//! Route table: declarative path-to-view bindings.
//!
//! A fixed, ordered list of entries built once at startup. Adding a view
//! means adding one entry here; the guard and the request pipeline never
//! change for it.

use std::collections::BTreeMap;
use std::fmt;

use anyhow::{Context, Result};

/// Views the dashboard can present.
#[derive(Debug, Clone, Copy, PartialEq, Eq)]
pub enum ViewId {
    Login,
    Dashboard,
    DeviceList,
    DeviceNew,
    DeviceDetail,
    DeviceEdit,
    RealTimeData,
    MqttConfig,
    TopicConfig,
    SubscribeOptions,
}

impl ViewId {
    /// Human-readable title for rendering.
    pub fn title(self) -> &'static str {
        match self {
            ViewId::Login => "Login",
            ViewId::Dashboard => "Dashboard",
            ViewId::DeviceList => "Devices",
            ViewId::DeviceNew => "New Device",
            ViewId::DeviceDetail => "Device Detail",
            ViewId::DeviceEdit => "Edit Device",
            ViewId::RealTimeData => "Real-Time Data",
            ViewId::MqttConfig => "MQTT Broker Configs",
            ViewId::TopicConfig => "Topic Configs",
            ViewId::SubscribeOptions => "Subscribe Options",
        }
    }
}

impl fmt::Display for ViewId {
    fn fmt(&self, f: &mut fmt::Formatter<'_>) -> fmt::Result {
        f.write_str(self.title())
    }
}

/// Parameter values extracted from a matched path.
pub type RouteParams = BTreeMap<String, String>;

/// One declarative binding of a path pattern to a view.
///
/// `:name` segments declare parameters extracted on match.
#[derive(Debug, Clone)]
pub struct RouteEntry {
    pub pattern: &'static str,
    pub view: ViewId,
    pub requires_auth: bool,
}

/// A successful lookup: the matched entry plus extracted params.
#[derive(Debug, Clone)]
pub struct RouteMatch {
    pub view: ViewId,
    pub requires_auth: bool,
    pub params: RouteParams,
}

/// Ordered route table; first declared match wins.
pub struct RouteTable {
    entries: Vec<RouteEntry>,
}

impl Default for RouteTable {
    /// The dashboard's route set. Static patterns are declared before the
    /// dynamic ones that could shadow them (`/devices/new` vs `/devices/:id`).
    fn default() -> Self {
        Self::with_entries(vec![
            entry("/login", ViewId::Login, false),
            entry("/", ViewId::Dashboard, true),
            entry("/dashboard", ViewId::Dashboard, true),
            entry("/devices", ViewId::DeviceList, true),
            entry("/devices/new", ViewId::DeviceNew, true),
            entry("/devices/:id", ViewId::DeviceDetail, true),
            entry("/devices/:id/edit", ViewId::DeviceEdit, true),
            entry("/realtime-data", ViewId::RealTimeData, true),
            entry("/mqtt-config", ViewId::MqttConfig, true),
            entry("/topic-config", ViewId::TopicConfig, true),
            entry("/subscribe-options", ViewId::SubscribeOptions, true),
        ])
    }
}

fn entry(pattern: &'static str, view: ViewId, requires_auth: bool) -> RouteEntry {
    RouteEntry {
        pattern,
        view,
        requires_auth,
    }
}

impl RouteTable {
    pub fn new() -> Self {
        Self::default()
    }

    /// Builds a table from explicit entries (order is match precedence).
    pub fn with_entries(entries: Vec<RouteEntry>) -> Self {
        Self { entries }
    }

    pub fn entries(&self) -> &[RouteEntry] {
        &self.entries
    }

    /// Finds the first entry matching a concrete path, extracting params.
    ///
    /// Returns `None` when no entry matches (routing-not-found; the caller
    /// decides the fallback).
    pub fn resolve(&self, path: &str) -> Option<RouteMatch> {
        let segments = split_path(path);
        self.entries.iter().find_map(|e| {
            match_pattern(e.pattern, &segments).map(|params| RouteMatch {
                view: e.view,
                requires_auth: e.requires_auth,
                params,
            })
        })
    }

    /// Builds a concrete path for a view, substituting declared params.
    ///
    /// Uses the first entry bound to the view. Every `:name` the pattern
    /// declares must be supplied.
    ///
    /// # Errors
    /// Returns an error if the view has no entry or a declared param is
    /// missing from `params`.
    pub fn path_for(&self, view: ViewId, params: &RouteParams) -> Result<String> {
        let entry = self
            .entries
            .iter()
            .find(|e| e.view == view)
            .with_context(|| format!("No route declared for view {view}"))?;

        let mut out = String::new();
        for segment in entry.pattern.split('/').filter(|s| !s.is_empty()) {
            out.push('/');
            if let Some(name) = segment.strip_prefix(':') {
                let value = params
                    .get(name)
                    .with_context(|| format!("Missing param '{name}' for {}", entry.pattern))?;
                out.push_str(value);
            } else {
                out.push_str(segment);
            }
        }
        if out.is_empty() {
            out.push('/');
        }
        Ok(out)
    }
}

fn split_path(path: &str) -> Vec<&str> {
    path.split('/').filter(|s| !s.is_empty()).collect()
}

/// Matches one pattern against pre-split path segments.
fn match_pattern(pattern: &str, segments: &[&str]) -> Option<RouteParams> {
    let pattern_segments = split_path(pattern);
    if pattern_segments.len() != segments.len() {
        return None;
    }

    let mut params = RouteParams::new();
    for (pat, seg) in pattern_segments.iter().zip(segments) {
        if let Some(name) = pat.strip_prefix(':') {
            params.insert(name.to_string(), (*seg).to_string());
        } else if pat != seg {
            return None;
        }
    }
    Some(params)
}

#[cfg(test)]
mod tests {
    use super::*;

    /// Test: every declared pattern resolves to its own view.
    #[test]
    fn test_all_declared_routes_resolve() {
        let table = RouteTable::new();
        for entry in table.entries() {
            // Substitute a dummy value for params so the pattern is concrete.
            let concrete = entry.pattern.replace(":id", "7");
            let matched = table.resolve(&concrete).unwrap();
            assert_eq!(matched.view, entry.view, "pattern {}", entry.pattern);
        }
    }

    /// Test: params are extracted from dynamic segments.
    #[test]
    fn test_param_extraction() {
        let table = RouteTable::new();

        let matched = table.resolve("/devices/42").unwrap();
        assert_eq!(matched.view, ViewId::DeviceDetail);
        assert_eq!(matched.params.get("id").map(String::as_str), Some("42"));

        let matched = table.resolve("/devices/42/edit").unwrap();
        assert_eq!(matched.view, ViewId::DeviceEdit);
        assert_eq!(matched.params.get("id").map(String::as_str), Some("42"));
    }

    /// Test: static entries shadow dynamic ones declared after them.
    #[test]
    fn test_static_wins_over_dynamic() {
        let table = RouteTable::new();
        let matched = table.resolve("/devices/new").unwrap();
        assert_eq!(matched.view, ViewId::DeviceNew);
        assert!(matched.params.is_empty());
    }

    /// Test: unknown paths are routing-not-found.
    #[test]
    fn test_unknown_path_is_not_found() {
        let table = RouteTable::new();
        assert!(table.resolve("/unknown").is_none());
        assert!(table.resolve("/devices/42/sensors/1").is_none());
    }

    /// Test: trailing slashes do not change the match.
    #[test]
    fn test_trailing_slash_normalized() {
        let table = RouteTable::new();
        assert_eq!(table.resolve("/devices/").unwrap().view, ViewId::DeviceList);
        assert_eq!(table.resolve("/").unwrap().view, ViewId::Dashboard);
    }

    /// Test: path_for substitutes declared params.
    #[test]
    fn test_path_for_round_trip() {
        let table = RouteTable::new();

        let mut params = RouteParams::new();
        params.insert("id".to_string(), "42".to_string());
        let path = table.path_for(ViewId::DeviceDetail, &params).unwrap();
        assert_eq!(path, "/devices/42");

        let matched = table.resolve(&path).unwrap();
        assert_eq!(matched.view, ViewId::DeviceDetail);
    }

    /// Test: path_for fails when a declared param is missing.
    #[test]
    fn test_path_for_missing_param() {
        let table = RouteTable::new();
        let err = table
            .path_for(ViewId::DeviceDetail, &RouteParams::new())
            .unwrap_err();
        assert!(err.to_string().contains("id"));
    }

    /// Test: the login entry is the only public one in the default table.
    #[test]
    fn test_only_login_is_public() {
        let table = RouteTable::new();
        for entry in table.entries() {
            assert_eq!(
                !entry.requires_auth,
                entry.view == ViewId::Login,
                "pattern {}",
                entry.pattern
            );
        }
    }
}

::::::::::

# Assignment:
The required answer is the run of lines above, starting at the line with "pub fn path_for(&self, view: ViewId, params: &RouteParams)" and ending at the line with "use super::*;", reproduced exactly with both ends.

# Result below:
    pub fn path_for(&self, view: ViewId, params: &RouteParams) -> Result<String> {
        let entry = self
            .entries
            .iter()
            .find(|e| e.view == view)
            .with_context(|| format!("No route declared for view {view}"))?;

        let mut out = String::new();
        for segment in entry.pattern.split('/').filter(|s| !s.is_empty()) {
            out.push('/');
            if let Some(name) = segment.strip_prefix(':') {
                let value = params
                    .get(name)
                    .with_context(|| format!("Missing param '{name}' for {}", entry.pattern))?;
                out.push_str(value);
            } else {
                out.push_str(segment);
            }
        }
        if out.is_empty() {
            out.push('/');
        }
        Ok(out)
    }
}

fn split_path(path: &str) -> Vec<&str> {
    path.split('/').filter(|s| !s.is_empty()).collect()
}

/// Matches one pattern against pre-split path segments.
fn match_pattern(pattern: &str, segments: &[&str]) -> Option<RouteParams> {
    let pattern_segments = split_path(pattern);
    if pattern_segments.len() != segments.len() {
        return None;
    }

    let mut params = RouteParams::new();
    for (pat, seg) in pattern_segments.iter().zip(segments) {
        if let Some(name) = pat.strip_prefix(':') {
            params.insert(name.to_string(), (*seg).to_string());
        } else if pat != seg {
            return None;
        }
    }
    Some(params)
}

#[cfg(test)]
mod tests {
    use super::*;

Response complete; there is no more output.